### [WORK TASK]
Copy out every record below with complete accuracy.
**** INFORMATION
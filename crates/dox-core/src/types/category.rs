//! The closed set of governance topic tags.

use crate::error::DoxError;
use serde::{Deserialize, Serialize};
use std::fmt;
use std::str::FromStr;

/// Policy category. Serialized as its snake_case tag (`"playing_rules"`).
#[derive(Debug, Clone, Copy, PartialEq, Eq, Hash, PartialOrd, Ord, Serialize, Deserialize)]
#[serde(rename_all = "snake_case")]
pub enum PolicyCategory {
    SchedulingPolicies,
    Officiating,
    PlayingRules,
    EquipmentSpecifications,
    FacilityStandards,
    TravelProcedures,
    MediaRelations,
    SafetyProtocols,
    AwardsRecognition,
    ChampionshipProcedures,
    VenueRequirements,
    BroadcastingStandards,
    Governance,
    GameManagement,
    CrowdControl,
    Eligibility,
    Administrative,
}

impl PolicyCategory {
    /// Every category, in declaration order.
    pub const ALL: [Self; 17] = [
        Self::SchedulingPolicies,
        Self::Officiating,
        Self::PlayingRules,
        Self::EquipmentSpecifications,
        Self::FacilityStandards,
        Self::TravelProcedures,
        Self::MediaRelations,
        Self::SafetyProtocols,
        Self::AwardsRecognition,
        Self::ChampionshipProcedures,
        Self::VenueRequirements,
        Self::BroadcastingStandards,
        Self::Governance,
        Self::GameManagement,
        Self::CrowdControl,
        Self::Eligibility,
        Self::Administrative,
    ];

    /// The snake_case tag stored in the repository.
    #[must_use]
    pub const fn as_str(self) -> &'static str {
        match self {
            Self::SchedulingPolicies => "scheduling_policies",
            Self::Officiating => "officiating",
            Self::PlayingRules => "playing_rules",
            Self::EquipmentSpecifications => "equipment_specifications",
            Self::FacilityStandards => "facility_standards",
            Self::TravelProcedures => "travel_procedures",
            Self::MediaRelations => "media_relations",
            Self::SafetyProtocols => "safety_protocols",
            Self::AwardsRecognition => "awards_recognition",
            Self::ChampionshipProcedures => "championship_procedures",
            Self::VenueRequirements => "venue_requirements",
            Self::BroadcastingStandards => "broadcasting_standards",
            Self::Governance => "governance",
            Self::GameManagement => "game_management",
            Self::CrowdControl => "crowd_control",
            Self::Eligibility => "eligibility",
            Self::Administrative => "administrative",
        }
    }

    /// Human-readable label, e.g. `"Playing Rules"`.
    #[must_use]
    pub fn label(self) -> String {
        title_case(self.as_str())
    }
}

impl fmt::Display for PolicyCategory {
    #[inline]
    fn fmt(&self, f: &mut fmt::Formatter<'_>) -> fmt::Result {
        f.write_str(self.as_str())
    }
}

impl FromStr for PolicyCategory {
    type Err = DoxError;

    fn from_str(s: &str) -> Result<Self, Self::Err> {
        Self::ALL
            .iter()
            .copied()
            .find(|c| c.as_str() == s)
            .ok_or_else(|| DoxError::InvalidParams(format!("Unknown policy category: {s}")))
    }
}

/// Convert an underscore tag to title case: `"crowd_control"` -> `"Crowd Control"`.
///
/// Only the first character of each word is upper-cased; the rest is kept as is.
#[must_use]
pub fn title_case(tag: &str) -> String {
    tag.split('_')
        .map(|word| {
            let mut chars = word.chars();
            chars.next().map_or_else(String::new, |first| {
                first.to_uppercase().chain(chars).collect::<String>()
            })
        })
        .collect::<Vec<_>>()
        .join(" ")
}

#[cfg(test)]
mod tests {
    use super::*;

    #[test]
    fn test_all_tags_round_trip_through_from_str() {
        for category in PolicyCategory::ALL {
            assert_eq!(category.as_str().parse::<PolicyCategory>().unwrap(), category);
        }
    }

    #[test]
    fn test_unknown_tag_is_rejected() {
        let err = "hockey_rules".parse::<PolicyCategory>().unwrap_err();
        assert!(matches!(err, DoxError::InvalidParams(_)));
        assert!(err.to_string().contains("hockey_rules"));
    }

    #[test]
    fn test_labels() {
        assert_eq!(PolicyCategory::Officiating.label(), "Officiating");
        assert_eq!(PolicyCategory::SchedulingPolicies.label(), "Scheduling Policies");
        assert_eq!(
            PolicyCategory::EquipmentSpecifications.label(),
            "Equipment Specifications"
        );
    }

    #[test]
    fn test_title_case_edge_cases() {
        assert_eq!(title_case(""), "");
        assert_eq!(title_case("a__b"), "A  B");
        assert_eq!(title_case("already_Upper"), "Already Upper");
    }

    #[test]
    fn test_serde_uses_snake_case_tags() {
        let json = serde_json::to_string(&PolicyCategory::GameManagement).unwrap();
        assert_eq!(json, "\"game_management\"");
        let parsed: PolicyCategory = serde_json::from_str("\"crowd_control\"").unwrap();
        assert_eq!(parsed, PolicyCategory::CrowdControl);
    }
}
********
### [RESPONSE BOX]
filename crates/dox-core/src/types/category.rs
//! The closed set of governance topic tags.

use crate::error::DoxError;
use serde::{Deserialize, Serialize};
use std::fmt;
use std::str::FromStr;

/// Policy category. Serialized as its snake_case tag (`"playing_rules"`).
#[derive(Debug, Clone, Copy, PartialEq, Eq, Hash, PartialOrd, Ord, Serialize, Deserialize)]
#[serde(rename_all = "snake_case")]
pub enum PolicyCategory {
    SchedulingPolicies,
    Officiating,
    PlayingRules,
    EquipmentSpecifications,
    FacilityStandards,
    TravelProcedures,
    MediaRelations,
    SafetyProtocols,
    AwardsRecognition,
    ChampionshipProcedures,
    VenueRequirements,
    BroadcastingStandards,
    Governance,
    GameManagement,
    CrowdControl,
    Eligibility,
    Administrative,
}

impl PolicyCategory {
    /// Every category, in declaration order.
    pub const ALL: [Self; 17] = [
        Self::SchedulingPolicies,
        Self::Officiating,
        Self::PlayingRules,
        Self::EquipmentSpecifications,
        Self::FacilityStandards,
        Self::TravelProcedures,
        Self::MediaRelations,
        Self::SafetyProtocols,
        Self::AwardsRecognition,
        Self::ChampionshipProcedures,
        Self::VenueRequirements,
        Self::BroadcastingStandards,
        Self::Governance,
        Self::GameManagement,
        Self::CrowdControl,
        Self::Eligibility,
        Self::Administrative,
    ];

    /// The snake_case tag stored in the repository.
    #[must_use]
    pub const fn as_str(self) -> &'static str {
        match self {
            Self::SchedulingPolicies => "scheduling_policies",
            Self::Officiating => "officiating",
            Self::PlayingRules => "playing_rules",
            Self::EquipmentSpecifications => "equipment_specifications",
            Self::FacilityStandards => "facility_standards",
            Self::TravelProcedures => "travel_procedures",
            Self::MediaRelations => "media_relations",
            Self::SafetyProtocols => "safety_protocols",
            Self::AwardsRecognition => "awards_recognition",
            Self::ChampionshipProcedures => "championship_procedures",
            Self::VenueRequirements => "venue_requirements",
            Self::BroadcastingStandards => "broadcasting_standards",
            Self::Governance => "governance",
            Self::GameManagement => "game_management",
            Self::CrowdControl => "crowd_control",
            Self::Eligibility => "eligibility",
            Self::Administrative => "administrative",
        }
    }

    /// Human-readable label, e.g. `"Playing Rules"`.
    #[must_use]
    pub fn label(self) -> String {
        title_case(self.as_str())
    }
}

impl fmt::Display for PolicyCategory {
    #[inline]
    fn fmt(&self, f: &mut fmt::Formatter<'_>) -> fmt::Result {
        f.write_str(self.as_str())
    }
}

impl FromStr for PolicyCategory {
    type Err = DoxError;

    fn from_str(s: &str) -> Result<Self, Self::Err> {
        Self::ALL
            .iter()
            .copied()
            .find(|c| c.as_str() == s)
            .ok_or_else(|| DoxError::InvalidParams(format!("Unknown policy category: {s}")))
    }
}

/// Convert an underscore tag to title case: `"crowd_control"` -> `"Crowd Control"`.
///
/// Only the first character of each word is upper-cased; the rest is kept as is.
#[must_use]
pub fn title_case(tag: &str) -> String {
    tag.split('_')
        .map(|word| {
            let mut chars = word.chars();
            chars.next().map_or_else(String::new, |first| {
                first.to_uppercase().chain(chars).collect::<String>()
            })
        })
        .collect::<Vec<_>>()
        .join(" ")
}

#[cfg(test)]
mod tests {
    use super::*;

    #[test]
    fn test_all_tags_round_trip_through_from_str() {
        for category in PolicyCategory::ALL {
            assert_eq!(category.as_str().parse::<PolicyCategory>().unwrap(), category);
        }
    }

    #[test]
    fn test_unknown_tag_is_rejected() {
        let err = "hockey_rules".parse::<PolicyCategory>().unwrap_err();
        assert!(matches!(err, DoxError::InvalidParams(_)));
        assert!(err.to_string().contains("hockey_rules"));
    }

    #[test]
    fn test_labels() {
        assert_eq!(PolicyCategory::Officiating.label(), "Officiating");
        assert_eq!(PolicyCategory::SchedulingPolicies.label(), "Scheduling Policies");
        assert_eq!(
            PolicyCategory::EquipmentSpecifications.label(),
            "Equipment Specifications"
        );
    }

    #[test]
    fn test_title_case_edge_cases() {
        assert_eq!(title_case(""), "");
        assert_eq!(title_case("a__b"), "A  B");
        assert_eq!(title_case("already_Upper"), "Already Upper");
    }

    #[test]
    fn test_serde_uses_snake_case_tags() {
        let json = serde_json::to_string(&PolicyCategory::GameManagement).unwrap();
        assert_eq!(json, "\"game_management\"");
        let parsed: PolicyCategory = serde_json::from_str("\"crowd_control\"").unwrap();
        assert_eq!(parsed, PolicyCategory::CrowdControl);
    }
}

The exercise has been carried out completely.